Bonita es la portada de este libro de poemas de Pilar Adón (Madrid, 1971), obra de Francisca Pageo. Lo he plantado sobre el césped pero le hubiera ido mejor un terreno más áspero, más árido, más erizado, más abrupto, como los poemas que contiene. Lo he leído en una terraza tan cerca del bordillo que los retrovisores me acariciaban el lóbulo de la oreja derecha. Leer en una terraza es un deporte de riesgo.

Una mujer pobre con un niño en brazos es una mujer dos veces pobre, dice Adón. La progenie en este caso (¿o siempre?) no es motivo de felicidad, sino de desdicha.

Eso espiritual que ves es mi miedo, dice Adón. Un miedo que alimentan muchos poemas, desbocado ante una ventana abierta, que a los doce o trece años, invita a saltar.

Solo quien tiene el amor lo cree prescindible. El amor está condenado a la extinción, me pregunto.

Estigma muestra la decrepitud de la senectud en todo su esplendor, es un decir.

No queremos ser madres, comienza un poema. Es necesario justificar la decisión de no querer ser madre, de no querer ir más allá de ser hija, me pregunto. Parece ser que sí, porque hay que transmitir los genes, seguir las tradiciones, perpetuar los roles, blablablá. Nada de eso, la mujer será madre si quiere, y si no, no, y.

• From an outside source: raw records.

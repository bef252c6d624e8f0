use std::cell::{Cell, RefCell};
use std::rc::Rc;
use std::sync::Arc;

use pe_core::{ProcError, Value};
use pe_pool::{ChannelHandle, ConnectionPool, MethodTable};
use tracing::{debug, info};

pub const DEFAULT_MAX_DEPTH: usize = 64;

#[derive(Debug, Clone, PartialEq, Eq)]
pub struct CallOptions {
    pub max_depth: usize,
}

impl Default for CallOptions {
    fn default() -> Self {
        Self {
            max_depth: DEFAULT_MAX_DEPTH,
        }
    }
}

/// One audit record. `depth` is the call stack depth when it was written.
#[derive(Debug, Clone, PartialEq)]
pub enum LogEntry {
    Request {
        depth: usize,
        signature: String,
        args: Vec<Value>,
    },
    Response {
        depth: usize,
        signature: String,
        result: Value,
    },
    Error {
        depth: usize,
        signature: String,
        causes: Vec<String>,
    },
    Message {
        depth: usize,
        signature: String,
        text: String,
    },
}

impl LogEntry {
    pub fn depth(&self) -> usize {
        match self {
            Self::Request { depth, .. }
            | Self::Response { depth, .. }
            | Self::Error { depth, .. }
            | Self::Message { depth, .. } => *depth,
        }
    }

    pub fn signature(&self) -> &str {
        match self {
            Self::Request { signature, .. }
            | Self::Response { signature, .. }
            | Self::Error { signature, .. }
            | Self::Message { signature, .. } => signature,
        }
    }
}

/// Shared slot for a reserved channel. Emptied once the lease is released.
pub(crate) type Lease = Rc<RefCell<Option<ChannelHandle>>>;

struct ContextInner {
    options: CallOptions,
    stack: RefCell<Vec<String>>,
    log: RefCell<Vec<LogEntry>>,
    leases: RefCell<Vec<(ConnectionPool, Lease)>>,
    closed: Cell<bool>,
}

/// State of one top-level invocation: the call stack, the audit log and
/// the channels reserved on its behalf. Clones share the same state.
#[derive(Clone)]
pub struct CallContext {
    inner: Rc<ContextInner>,
}

impl CallContext {
    pub fn open(options: CallOptions) -> Self {
        Self {
            inner: Rc::new(ContextInner {
                options,
                stack: RefCell::new(Vec::new()),
                log: RefCell::new(Vec::new()),
                leases: RefCell::new(Vec::new()),
                closed: Cell::new(false),
            }),
        }
    }

    pub fn options(&self) -> &CallOptions {
        &self.inner.options
    }

    pub fn depth(&self) -> usize {
        self.inner.stack.borrow().len()
    }

    pub fn current(&self) -> Option<String> {
        self.inner.stack.borrow().last().cloned()
    }

    pub fn stack(&self) -> Vec<String> {
        self.inner.stack.borrow().clone()
    }

    pub fn is_closed(&self) -> bool {
        self.inner.closed.get()
    }

    pub fn ptr_eq(&self, other: &Self) -> bool {
        Rc::ptr_eq(&self.inner, &other.inner)
    }

    pub fn enter(&self, signature: &str) -> Result<(), ProcError> {
        if self.is_closed() {
            return Err(ProcError::dispatch(signature, "call context is closed"));
        }
        let mut stack = self.inner.stack.borrow_mut();
        if stack.len() >= self.inner.options.max_depth {
            return Err(ProcError::dispatch(
                signature,
                format!("call depth limit of {} exceeded", self.inner.options.max_depth),
            ));
        }
        stack.push(signature.to_string());
        Ok(())
    }

    pub fn exit(&self) {
        self.inner.stack.borrow_mut().pop();
    }

    pub fn log_request(&self, signature: &str, args: &[Value]) {
        let depth = self.depth();
        debug!(depth, signature, args = args.len(), "call request");
        self.push(LogEntry::Request {
            depth,
            signature: signature.to_string(),
            args: args.to_vec(),
        });
    }

    pub fn log_response(&self, result: &Value) {
        let depth = self.depth();
        let signature = self.current().unwrap_or_default();
        debug!(depth, signature = %signature, result = result.type_name(), "call response");
        self.push(LogEntry::Response {
            depth,
            signature,
            result: result.clone(),
        });
    }

    pub fn log_error(&self, error: &ProcError) {
        let depth = self.depth();
        let signature = self.current().unwrap_or_default();
        debug!(depth, signature = %signature, code = error.code(), error = %error, "call failed");
        self.push(LogEntry::Error {
            depth,
            signature,
            causes: error.cause_chain(),
        });
    }

    pub fn log_message(&self, text: &str) {
        let depth = self.depth();
        let signature = self.current().unwrap_or_default();
        info!(depth, signature = %signature, "{}", text);
        self.push(LogEntry::Message {
            depth,
            signature,
            text: text.to_string(),
        });
    }

    fn push(&self, entry: LogEntry) {
        self.inner.log.borrow_mut().push(entry);
    }

    pub fn entries(&self) -> Vec<LogEntry> {
        self.inner.log.borrow().clone()
    }

    pub fn lease_count(&self) -> usize {
        self.inner
            .leases
            .borrow()
            .iter()
            .filter(|(_, lease)| lease.borrow().is_some())
            .count()
    }

    /// The channel this context holds from `pool`, reserving one on first
    /// use. Every binding to the same pool within a context shares it.
    pub(crate) fn lease(
        &self,
        pool: &ConnectionPool,
    ) -> Result<(Lease, Arc<MethodTable>), ProcError> {
        if self.is_closed() {
            return Err(ProcError::channel_invalid("call context is closed"));
        }
        let existing = self
            .inner
            .leases
            .borrow()
            .iter()
            .find(|(held, lease)| held.name() == pool.name() && lease.borrow().is_some())
            .map(|(_, lease)| Rc::clone(lease));
        if let Some(lease) = existing {
            let table = lease.borrow().as_ref().and_then(ChannelHandle::methods);
            if let Some(table) = table {
                return Ok((lease, table));
            }
        }

        let handle = pool.reserve_connection()?;
        let table = handle.methods().ok_or_else(|| {
            ProcError::channel_invalid(format!("pool \"{}\" returned an empty handle", pool.name()))
        })?;
        Ok((self.track_lease(pool, handle), table))
    }

    pub(crate) fn track_lease(&self, pool: &ConnectionPool, handle: ChannelHandle) -> Lease {
        let lease = Rc::new(RefCell::new(Some(handle)));
        self.inner
            .leases
            .borrow_mut()
            .push((pool.clone(), Rc::clone(&lease)));
        lease
    }

    /// Releases every channel still reserved by this context and returns
    /// the audit log. Further calls through the context are refused.
    pub fn close(&self) -> Vec<LogEntry> {
        if !self.inner.closed.replace(true) {
            let leases = std::mem::take(&mut *self.inner.leases.borrow_mut());
            for (pool, lease) in leases {
                if let Some(handle) = lease.borrow_mut().take() {
                    pool.release_connection(handle);
                }
            }
        }
        self.entries()
    }
}

#[cfg(test)]
mod context_tests {
    use super::*;

    #[test]
    fn enter_and_exit_track_depth() {
        let ctx = CallContext::open(CallOptions::default());
        assert_eq!(ctx.depth(), 0);
        ctx.enter("procedure/outer").expect("enter outer");
        ctx.enter("procedure/inner").expect("enter inner");
        assert_eq!(ctx.depth(), 2);
        assert_eq!(ctx.current().as_deref(), Some("procedure/inner"));
        ctx.exit();
        assert_eq!(ctx.stack(), vec!["procedure/outer".to_string()]);
    }

    #[test]
    fn depth_limit_is_enforced() {
        let ctx = CallContext::open(CallOptions { max_depth: 2 });
        ctx.enter("a").expect("first");
        ctx.enter("b").expect("second");
        let error = ctx.enter("c").expect_err("third");
        assert_eq!(error.code(), "CALL_DISPATCH");
        assert!(error.to_string().contains("depth limit"));
    }

    #[test]
    fn log_entries_record_depth_and_signature() {
        let ctx = CallContext::open(CallOptions::default());
        ctx.enter("procedure/p").expect("enter");
        ctx.log_request("procedure/p", &[Value::Int(1)]);
        ctx.log_message("hello");
        ctx.log_error(&ProcError::host("boom"));
        ctx.log_response(&Value::Bool(true));
        ctx.exit();

        let entries = ctx.close();
        assert_eq!(entries.len(), 4);
        assert!(entries.iter().all(|entry| entry.depth() == 1));
        assert!(entries.iter().all(|entry| entry.signature() == "procedure/p"));
        assert_eq!(
            entries[2],
            LogEntry::Error {
                depth: 1,
                signature: "procedure/p".to_string(),
                causes: vec!["boom".to_string()],
            }
        );
    }

    #[test]
    fn closed_context_refuses_new_calls() {
        let ctx = CallContext::open(CallOptions::default());
        ctx.close();
        assert!(ctx.is_closed());
        assert!(ctx.enter("procedure/late").is_err());
    }
}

A mi padre se le contamina el lenguaje. Nombre cinco animales, le piden. Y él responde pato, gato. Pato. Manzana. Ahí Adón esplandece, valiente también.

La poesía pueden ser nubes de algodón de puro azúcar, o algo más prosaico, más de amar por casa. Ella querrá oír que su amor es eterno y él le dirá que su amor es de ahora.

Somos presente proyectándonos en el futuro y nos pensamos en potencia. La próxima vez nos decimos y una otra vez. Sí una y otra hez.